Hi, I have a Bipolar dx. Looking back with the psychiatrist, we estimate an onset of 17. However, I am going to admit something to you because it is easier on line.....that I have never admitted to anyone....I too would be obsessed with these movie or storyline characters (I would read a lot too- so that I would escape that reality). Not only would I be like them, (I actually learned sign language because a character on a show I believe); but I would also do everything in my life as if they (they being my fave group or whatever) were my audience. My sense of "pretend" never went away...is what my mother called it....she is in denial still about my dx.....so though I haven't given you any answers per say....I just wanted you to know that there was someone else out there....just like you. I just didn't want you to feel alone.
I am new in the bipolar world (since october) and so I just got my second and third appointment with a pdoc....so....maybe when I explore this...I can pass it on.
I also want to include BipolarBear75 in this post.
You need to be absolutely honest with your psychiatrist, believe me.
I didn't mention my manic episodes when I first went to a psychiatrist; mostly because I didn't recognize them for what they were, but also because I had learned all about 'abnormal psychiatry' in college and thought I was just being a hypochondriac. Remember that this was 30 years ago. I doubt that they called it that anymore. Call me Bipolar, not abnormal! It was a relief though, to finally be diagnosed correctly. I was in my 40s. I've had 4 psychiatrists agree with that diagnoses, so I don't feel like I overemphasized what I was feeling.
I look back at my life now and wonder what I might have achieved if I'd been on the right meds back when I started high school.

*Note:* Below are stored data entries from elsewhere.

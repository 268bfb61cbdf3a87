use serde::{Deserialize, Serialize};

/// Visibility grouping of workspace pages
#[derive(Debug, Clone, Copy, PartialEq, Eq, Hash, Serialize, Deserialize)]
#[serde(rename_all = "lowercase")]
pub enum Section {
    Public,
    Private,
}

impl Section {
    pub fn from_public(public: bool) -> Self {
        if public { Section::Public } else { Section::Private }
    }

    pub fn is_public(&self) -> bool {
        matches!(self, Section::Public)
    }

    pub fn as_str(&self) -> &'static str {
        match self {
            Section::Public => "public",
            Section::Private => "private",
        }
    }
}

/// A workspace page as returned by the sidebar fetch.
/// `is_editable` and `selected` are local UI state and never sent by the server.
#[derive(Debug, Clone, PartialEq, Serialize, Deserialize)]
pub struct PageDescriptor {
    pub name: String,
    pub title: String,
    #[serde(default)]
    pub public: bool,
    #[serde(default, skip_serializing)]
    pub is_editable: bool,
    #[serde(default, skip_serializing)]
    pub selected: bool,
}

impl PageDescriptor {
    pub fn new(name: impl Into<String>, title: impl Into<String>, public: bool) -> Self {
        Self {
            name: name.into(),
            title: title.into(),
            public,
            is_editable: false,
            selected: false,
        }
    }

    pub fn section(&self) -> Section {
        Section::from_public(self.public)
    }
}

/// Payload of the workspace sidebar remote call
#[derive(Debug, Clone, PartialEq, Default, Serialize, Deserialize)]
pub struct SidebarItems {
    pub pages: Vec<PageDescriptor>,
    #[serde(default)]
    pub has_access: bool,
}

/// Last visited page, persisted across reloads
#[derive(Debug, Clone, PartialEq, Eq, Serialize, Deserialize)]
pub struct CurrentPage {
    pub name: String,
    pub public: bool,
}

impl CurrentPage {
    pub fn new(name: impl Into<String>, public: bool) -> Self {
        Self {
            name: name.into(),
            public,
        }
    }

    pub fn section(&self) -> Section {
        Section::from_public(self.public)
    }
}

#[cfg(test)]
mod tests {
    use super::*;

    #[test]
    fn test_sidebar_items_deserialize_without_local_flags() {
        let json = r#"{"pages":[{"name":"Build","title":"Build","public":true}],"has_access":true}"#;
        let items: SidebarItems = serde_json::from_str(json).unwrap();
        assert_eq!(items.pages.len(), 1);
        assert!(!items.pages[0].selected);
        assert!(!items.pages[0].is_editable);
        assert!(items.has_access);
    }

    #[test]
    fn test_local_flags_are_not_serialized() {
        let mut page = PageDescriptor::new("Sales", "Sales", true);
        page.selected = true;
        let json = serde_json::to_string(&page).unwrap();
        assert!(!json.contains("selected"));
        assert!(!json.contains("is_editable"));
    }

    #[test]
    fn test_section_from_public() {
        assert_eq!(Section::from_public(true), Section::Public);
        assert_eq!(Section::from_public(false).as_str(), "private");
    }
}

Anyway, after telling you all about me, what I need to emphasize is you absolutely need to find about these compulsions. I'm not going to attempt to diagnose which kind of compulsions you might be dealing with, as I am not a psychiatrist, and there are more than one kind of compulsion that seems to fit. Bipolar disorder is often accompanied by other disorders - it's called co-morbidity. Ugly name, but there you go. Check it out online.
You need to get the right mix of drugs to deal with everything. (I wish I knew how to bold that.)

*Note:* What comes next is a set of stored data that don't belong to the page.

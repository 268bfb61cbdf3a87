use serde::{Deserialize, Serialize};

/// Input kind of a session default field
#[derive(Debug, Clone, Copy, PartialEq, Eq, Serialize, Deserialize)]
pub enum FieldType {
    Link,
    Data,
    Select,
    Button,
}

/// One field of the session defaults prompt
#[derive(Debug, Clone, PartialEq, Serialize, Deserialize)]
pub struct SessionDefaultField {
    pub fieldname: String,
    pub fieldtype: FieldType,
    pub label: String,
    /// Linked doctype for `Link`, newline separated choices for `Select`
    #[serde(default)]
    pub options: Option<String>,
    #[serde(default)]
    pub default: Option<String>,
}

impl SessionDefaultField {
    pub fn new(fieldname: impl Into<String>, fieldtype: FieldType, label: impl Into<String>) -> Self {
        Self {
            fieldname: fieldname.into(),
            fieldtype,
            label: label.into(),
            options: None,
            default: None,
        }
    }

    pub fn with_options(mut self, options: impl Into<String>) -> Self {
        self.options = Some(options.into());
        self
    }

    pub fn with_default(mut self, default: impl Into<String>) -> Self {
        self.default = Some(default.into());
        self
    }

    pub fn is_button(&self) -> bool {
        self.fieldtype == FieldType::Button
    }

    /// Choices of a `Select` field, empty lines dropped
    pub fn select_options(&self) -> Vec<String> {
        self.options
            .as_deref()
            .unwrap_or_default()
            .lines()
            .map(str::trim)
            .filter(|line| !line.is_empty())
            .map(str::to_string)
            .collect()
    }
}

#[cfg(test)]
mod tests {
    use super::*;

    #[test]
    fn test_select_options_skips_blank_lines() {
        let field = SessionDefaultField::new("currency", FieldType::Select, "Currency")
            .with_options("EUR\n\nUSD\n");
        assert_eq!(field.select_options(), vec!["EUR", "USD"]);
    }

    #[test]
    fn test_field_type_wire_format() {
        let json = serde_json::to_string(&FieldType::Link).unwrap();
        assert_eq!(json, "\"Link\"");
    }
}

I do not want to see either of you regretting what you could have done with your life like I am doing now. I understand
You certainly don't have to tell your parents or buds, and definitely not the employees, but you do need to tell your psychiatrist. (I used to tell my parents that it was the other parent's fault that I was the way I am, so they wouldn't get all hurt that I was accusing them of being a bad parent. Ugh) Employers tend to get all weird on you if you tell them. Same with colleagues.
Anyway, please let me (and us) know what you do and how it turns out.

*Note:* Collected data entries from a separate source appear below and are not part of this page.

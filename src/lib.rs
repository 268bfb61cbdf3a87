// Shared between client and server
pub mod domain;
pub mod shared;
pub mod toolbar;

// Rendered on both sides in fullstack mode
pub mod app;

// Server functions (callable from the client, bodies run on the server)
pub mod server_fns;

// Server-only modules (NOT compiled for WASM)
#[cfg(not(target_arch = "wasm32"))]
pub mod config;
#[cfg(not(target_arch = "wasm32"))]
pub mod infrastructure;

One of the things that bipolars try to do is self-medicate, as in doing drugs or drinking. We do it to try to handle the symptoms on our own. I would get to a psychiatrist as soon as you can. I guarantee that all the drugs in the world won't fix it if you are bipolar. I speak from experience.
Hi, thanks for your concern. I will let you know but right now, I have a pdoc that doesn't offer therapy...imagine! It was my first pdoc that my GP referred me to but I have an appointment next week that was a follow up to a manic episode in the ER. That one is supposed to give therapy.
This one I saw said he diagnoses and he is a pharmacologist but doesn't offer therapy.....so....I can't talk to him about these things. I am looking forward to the other appointment.....let's see. I'll keep everyone posted.
Thank you so much for your advice... at my next pdoc appointment I will talk to her about these things... thank you again :o) I didn't realize you could have more than one disorder at a time. Thank you also for this info!